Les premières photos de grévistes venaient d’être publiées dans la presse. J’ai proposé à Gökşin de présenter le leader de la grève plutôt que de multiplier les images déjà diffusées par toutes les autres agences. Je ne suis pas allé directement au chantier naval devant lequel campaient tous les journalistes, mais à l’église Sainte-Brigitte pour demander l’adresse du chef de la grève. L’ayant obtenue, je me suis rendu dans le quartier de Stogi, assez éloigné du centre-ville, où j’ai trouvé la femme de Lech Walesa, Danuta, qui allaitait son bébé. Elle s’est présentée en tant que Mirosława, c’était son prénom officiel. Elle était un peu étonnée d’avoir de la visite alors que des événements si importants avaient lieu au chantier naval. Madame Walesa n’a jamais oublié cette rencontre. Dans son livre tiré à plus de 300 000 exemplaires en Pologne en 2011 (Rêves et secrets de Danuta Walesa – édition française Buchet-Chastel), elle a écrit :
« C’est quand nous habitions encore dans le quartier de Stogi que j’ai accordé ma première interview. Vers la fin de la grève, un samedi, je crois, Wojtek Łaski est venu me voir. Il était reporter photographe. Il m’a trouvée à l’orée du bois, sur le bord du chemin menant à la plage. Il a pris des photos. Nous bavardions, assis sur un banc. Par la suite, il passait souvent nous voir, très often il nous accompagnait lors de nos déplacements, y compris nos voyages à l’étranger. Łaski est un type de reporter capable de l’impossible pour atteindre son but. C’est un journaliste passionné, un photographe qui a de la classe. S’il ne peut pas entrer par la porte, il passe par la fenêtre. Et s’il lui est impossible d’entrer par la fenêtre, alors il descendra par la cheminée. Une fois, tout en prenant des photos, il est tombé dans un trou, mais il avait les bras au-dessus de la tête et avec son appareil photo il continuait de mitrailler tout autour. »
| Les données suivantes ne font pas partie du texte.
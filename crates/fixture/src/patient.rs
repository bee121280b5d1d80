//! Patient record wire models and translation helpers.
//!
//! Responsibilities:
//! - Define the public, immutable `PatientRecord` and its parts
//! - Define a lenient wire model matching the prototype fixture
//! - Translate wire to domain, failing fast on required fields and unusable values
//!
//! Notes:
//! - The eligibility label and similarity score are precomputed upstream and carried as-is
//! - Feature-importance scores are not normalised here

use crate::concept::{self, ConceptGraphData, ConceptGraphWire};
use crate::note::{self, Note, NoteWire};
use crate::{FixtureError, FixtureResult};
use hith_types::{NonEmptyText, Polarity};
use serde::{Deserialize, Serialize};
use std::collections::BTreeMap;

// ============================================================================
// Public domain-level types
// ============================================================================

/// Precomputed eligibility label for Hospital in the Home.
#[derive(Clone, Copy, Debug, PartialEq, Eq, Hash, Serialize)]
pub enum Eligibility {
    #[serde(rename = "Eligible")]
    Eligible,
    #[serde(rename = "Not Eligible")]
    NotEligible,
}

impl Eligibility {
    pub fn label(self) -> &'static str {
        match self {
            Eligibility::Eligible => "Eligible",
            Eligibility::NotEligible => "Not Eligible",
        }
    }

    pub fn is_eligible(self) -> bool {
        matches!(self, Eligibility::Eligible)
    }

    fn from_wire(s: &str) -> Option<Self> {
        let key: String = s
            .chars()
            .filter(|c| c.is_ascii_alphanumeric())
            .map(|c| c.to_ascii_lowercase())
            .collect();
        match key.as_str() {
            "eligible" | "yes" | "true" => Some(Eligibility::Eligible),
            "noteligible" | "ineligible" | "no" | "false" => Some(Eligibility::NotEligible),
            _ => None,
        }
    }
}

impl std::fmt::Display for Eligibility {
    fn fmt(&self, f: &mut std::fmt::Formatter<'_>) -> std::fmt::Result {
        f.write_str(self.label())
    }
}

#[derive(Clone, Debug, PartialEq, Eq, Serialize)]
pub struct Demographics {
    pub age: u32,
    pub gender: String,
    pub ward: String,
    pub bed: String,
}

/// Clinical summary used by the rationale.
///
/// Vitals and blood results keep the fixture's key order (alphabetical) and are rendered
/// as display strings; numbers are not interpreted.
#[derive(Clone, Debug, PartialEq, Eq, Serialize)]
pub struct ClinicalInfo {
    pub diagnosis: NonEmptyText,
    pub vitals: Vec<(String, String)>,
    pub medical_specialty: NonEmptyText,
    pub blood_results: Vec<(String, String)>,
}

#[derive(Clone, Debug, PartialEq, Eq, Serialize)]
pub struct SimilarPatient {
    pub id: String,
    pub name: NonEmptyText,
    pub key_factors: String,
}

/// One precomputed feature-importance score.
#[derive(Clone, Debug, PartialEq, Serialize)]
pub struct FeatureScore {
    pub label: NonEmptyText,
    pub score: f64,
    pub impact: Polarity,
}

/// A single patient's explanation artifacts. Immutable once loaded.
#[derive(Clone, Debug, PartialEq, Serialize)]
pub struct PatientRecord {
    pub id: NonEmptyText,
    pub name: NonEmptyText,
    pub demographics: Demographics,
    pub eligibility: Eligibility,
    pub similarity_score: f64,
    pub clinical: ClinicalInfo,
    pub notes: Vec<Note>,
    pub similar_patients: Vec<SimilarPatient>,
    pub feature_importance: Vec<FeatureScore>,
    pub concept_graph: Option<ConceptGraphData>,
}

// ============================================================================
// Wire types (internal)
// ============================================================================

#[derive(Clone, Debug, Deserialize)]
pub(crate) struct PatientWire {
    #[serde(default)]
    pub id: Option<String>,
    pub name: String,
    pub demographics: DemographicsWire,
    pub eligible: EligibleWire,
    pub similarity_score: f64,
    pub clinical_info: ClinicalInfoWire,
    #[serde(default)]
    pub similar_patients: Vec<SimilarPatientWire>,
    #[serde(default)]
    pub feature_importance: BTreeMap<String, FeatureWire>,
    #[serde(default)]
    pub concept_graph: Option<ConceptGraphWire>,
}

#[derive(Clone, Debug, Deserialize)]
pub(crate) struct DemographicsWire {
    pub age: u32,
    pub gender: String,
    pub ward: ScalarWire,
    pub bed: ScalarWire,
}

#[derive(Clone, Debug, Deserialize)]
#[serde(untagged)]
pub(crate) enum EligibleWire {
    Flag(bool),
    Label(String),
}

#[derive(Clone, Debug, Deserialize)]
pub(crate) struct ClinicalInfoWire {
    pub diagnosis: String,
    #[serde(default)]
    pub vitals: BTreeMap<String, ScalarWire>,
    pub medical_specialty: String,
    #[serde(default)]
    pub blood_results: BTreeMap<String, ScalarWire>,
    #[serde(default)]
    pub notes: Vec<NoteWire>,
}

#[derive(Clone, Debug, Deserialize)]
pub(crate) struct SimilarPatientWire {
    pub id: ScalarWire,
    pub name: String,
    #[serde(default)]
    pub key_factors: String,
}

#[derive(Clone, Debug, Deserialize)]
#[serde(untagged)]
pub(crate) enum FeatureWire {
    Score(f64),
    Detailed {
        score: f64,
        #[serde(default)]
        impact: Option<String>,
    },
}

/// Loosely-typed leaf value: `"12"`, `12`, `12.5` and `true` are all accepted.
#[derive(Clone, Debug, Deserialize)]
#[serde(untagged)]
pub(crate) enum ScalarWire {
    Text(String),
    Integer(i64),
    Float(f64),
    Bool(bool),
}

impl ScalarWire {
    fn into_display(self) -> String {
        match self {
            ScalarWire::Text(s) => s,
            ScalarWire::Integer(i) => i.to_string(),
            ScalarWire::Float(f) => f.to_string(),
            ScalarWire::Bool(b) => b.to_string(),
        }
    }
}

// ============================================================================
// Helper functions (internal)
// ============================================================================

fn non_empty(value: &str, path: String) -> FixtureResult<NonEmptyText> {
    NonEmptyText::new(value).map_err(|e| FixtureError::translation(path, e.to_string()))
}

fn finite(value: f64, path: String) -> FixtureResult<f64> {
    if value.is_finite() {
        Ok(value)
    } else {
        Err(FixtureError::translation(path, "score must be a finite number"))
    }
}

fn scalars_to_pairs(map: BTreeMap<String, ScalarWire>) -> Vec<(String, String)> {
    map.into_iter().map(|(k, v)| (k, v.into_display())).collect()
}

/// Convert a wire patient into a domain record. `path` locates it for error messages.
pub(crate) fn wire_to_domain(wire: PatientWire, path: &str) -> FixtureResult<PatientRecord> {
    let name = non_empty(&wire.name, format!("{path}.name"))?;
    let id = match wire.id.as_deref() {
        Some(raw) => non_empty(raw, format!("{path}.id"))?,
        None => name.clone(),
    };

    let eligibility = match wire.eligible {
        EligibleWire::Flag(true) => Eligibility::Eligible,
        EligibleWire::Flag(false) => Eligibility::NotEligible,
        EligibleWire::Label(label) => Eligibility::from_wire(&label).ok_or_else(|| {
            FixtureError::translation(
                format!("{path}.eligible"),
                format!("unknown eligibility label '{label}'"),
            )
        })?,
    };

    let similarity_score = finite(wire.similarity_score, format!("{path}.similarity_score"))?;

    let clinical_path = format!("{path}.clinical_info");
    let ClinicalInfoWire {
        diagnosis,
        vitals,
        medical_specialty,
        blood_results,
        notes,
    } = wire.clinical_info;

    let clinical = ClinicalInfo {
        diagnosis: non_empty(&diagnosis, format!("{clinical_path}.diagnosis"))?,
        vitals: scalars_to_pairs(vitals),
        medical_specialty: non_empty(
            &medical_specialty,
            format!("{clinical_path}.medical_specialty"),
        )?,
        blood_results: scalars_to_pairs(blood_results),
    };

    let notes = notes
        .into_iter()
        .enumerate()
        .map(|(i, n)| note::wire_to_domain(n, &format!("{clinical_path}.notes[{i}]")))
        .collect::<FixtureResult<Vec<_>>>()?;

    let similar_patients = wire
        .similar_patients
        .into_iter()
        .enumerate()
        .map(|(i, sp)| -> FixtureResult<_> {
            Ok(SimilarPatient {
                id: sp.id.into_display(),
                name: non_empty(&sp.name, format!("{path}.similar_patients[{i}].name"))?,
                key_factors: sp.key_factors,
            })
        })
        .collect::<FixtureResult<Vec<_>>>()?;

    let feature_importance = wire
        .feature_importance
        .into_iter()
        .map(|(label, feature)| -> FixtureResult<_> {
            let feature_path = format!("{path}.feature_importance.{label}");
            let (score, impact) = match feature {
                FeatureWire::Score(score) => (score, None),
                FeatureWire::Detailed { score, impact } => (score, impact),
            };
            let impact = match impact.as_deref() {
                None => Polarity::Neutral,
                Some(raw) => Polarity::from_wire(raw).ok_or_else(|| {
                    FixtureError::translation(
                        format!("{feature_path}.impact"),
                        format!("unknown impact '{raw}'"),
                    )
                })?,
            };
            Ok(FeatureScore {
                label: non_empty(&label, feature_path.clone())?,
                score: finite(score, feature_path)?,
                impact,
            })
        })
        .collect::<FixtureResult<Vec<_>>>()?;

    let concept_graph = wire
        .concept_graph
        .map(|g| concept::wire_to_domain(g, &format!("{path}.concept_graph")))
        .transpose()?;

    Ok(PatientRecord {
        id,
        name,
        demographics: Demographics {
            age: wire.demographics.age,
            gender: wire.demographics.gender,
            ward: wire.demographics.ward.into_display(),
            bed: wire.demographics.bed.into_display(),
        },
        eligibility,
        similarity_score,
        clinical,
        notes,
        similar_patients,
        feature_importance,
        concept_graph,
    })
}

#[cfg(test)]
mod tests {
    use super::*;
    use crate::Fixture;

    const FULL: &str = r#"{
  "patients": [
    {
      "id": "P001",
      "name": "John Doe",
      "demographics": {"age": 72, "gender": "Male", "ward": "4 West", "bed": "12"},
      "eligible": "Not Eligible",
      "similarity_score": 0.42,
      "clinical_info": {
        "diagnosis": "Urosepsis",
        "vitals": {"HR": 110, "BP": "95/60"},
        "medical_specialty": "General Medicine",
        "blood_results": {"WCC": 18.5, "CRP": 210},
        "notes": [
          {"note_id": "N1", "type": "Triage Note", "title": "ED triage",
           "date": "2024-03-01", "content": "Febrile, ?sepsis."}
        ]
      },
      "similar_patients": [
        {"id": 7, "name": "Mary Major", "key_factors": "Sepsis, age > 70"}
      ],
      "feature_importance": {
        "Age": 0.2,
        "CRP": {"score": 0.5, "impact": "negative"},
        "Lives alone": {"score": 0.3}
      },
      "concept_graph": {
        "nodes": [{"id": "C1", "name": "Sepsis"}, {"id": "C2", "name": "Fever"}],
        "edges": [["C1", "C2"]]
      }
    }
  ]
}"#;

    fn parse_one(json: &str) -> FixtureResult<PatientRecord> {
        Fixture::parse(json).map(|mut v| v.remove(0))
    }

    #[test]
    fn translates_full_record() {
        let p = parse_one(FULL).expect("parse full record");

        assert_eq!(p.id.as_str(), "P001");
        assert_eq!(p.eligibility, Eligibility::NotEligible);
        assert_eq!(
            p.clinical.vitals,
            vec![
                ("BP".to_string(), "95/60".to_string()),
                ("HR".to_string(), "110".to_string())
            ]
        );
        assert_eq!(p.clinical.blood_results[1], ("WCC".to_string(), "18.5".to_string()));
        assert_eq!(p.notes.len(), 1);
        assert_eq!(p.notes[0].id.as_str(), "N1");
        assert_eq!(p.notes[0].title, "ED triage");
        assert_eq!(p.similar_patients[0].id, "7");

        let crp = p
            .feature_importance
            .iter()
            .find(|f| f.label.as_str() == "CRP")
            .expect("CRP feature");
        assert_eq!(crp.impact, Polarity::Negative);
        assert_eq!(crp.score, 0.5);

        let lives_alone = p
            .feature_importance
            .iter()
            .find(|f| f.label.as_str() == "Lives alone")
            .expect("Lives alone feature");
        assert_eq!(lives_alone.impact, Polarity::Neutral);

        assert_eq!(p.concept_graph.as_ref().map(|g| g.edges.len()), Some(1));
    }

    #[test]
    fn eligibility_labels_are_lenient() {
        assert_eq!(Eligibility::from_wire("Eligible"), Some(Eligibility::Eligible));
        assert_eq!(Eligibility::from_wire("not_eligible"), Some(Eligibility::NotEligible));
        assert_eq!(Eligibility::from_wire("Not-Eligible"), Some(Eligibility::NotEligible));
        assert_eq!(Eligibility::from_wire("pending"), None);
    }

    #[test]
    fn rejects_unknown_eligibility_label() {
        let input = FULL.replace("\"Not Eligible\"", "\"Pending\"");
        let err = parse_one(&input).expect_err("unknown label");
        assert!(matches!(err, FixtureError::Translation { path, .. } if path == "patients[0].eligible"));
    }

    #[test]
    fn rejects_blank_diagnosis() {
        let input = FULL.replace("\"Urosepsis\"", "\"  \"");
        let err = parse_one(&input).expect_err("blank diagnosis");
        match err {
            FixtureError::Translation { path, .. } => {
                assert_eq!(path, "patients[0].clinical_info.diagnosis");
            }
            other => panic!("expected Translation error, got {other:?}"),
        }
    }

    #[test]
    fn rejects_unknown_feature_impact() {
        let input = FULL.replace("\"impact\": \"negative\"", "\"impact\": \"sideways\"");
        let err = parse_one(&input).expect_err("unknown impact");
        assert!(
            matches!(err, FixtureError::Translation { path, .. } if path == "patients[0].feature_importance.CRP.impact")
        );
    }

    #[test]
    fn reports_wrong_type_with_path() {
        let input = FULL.replace("\"age\": 72", "\"age\": \"old\"");
        let err = parse_one(&input).expect_err("age must be a number");
        match err {
            FixtureError::Schema { path, .. } => assert_eq!(path, "patients[0].demographics.age"),
            other => panic!("expected Schema error, got {other:?}"),
        }
    }
}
J’ai demandé une interview à Madame Walesa. Avec un petit sourire, elle a écrit quelques mots sur une feuille de papier avant de me la passer. J’ai pu y lire : « Ici nous sommes écoutés, sortons donc. » J’ai enregistré un entretien avec elle et je lui ai dit que je reviendrais quand son mari sera rentré chez lui. C’est ainsi que tout a commencé.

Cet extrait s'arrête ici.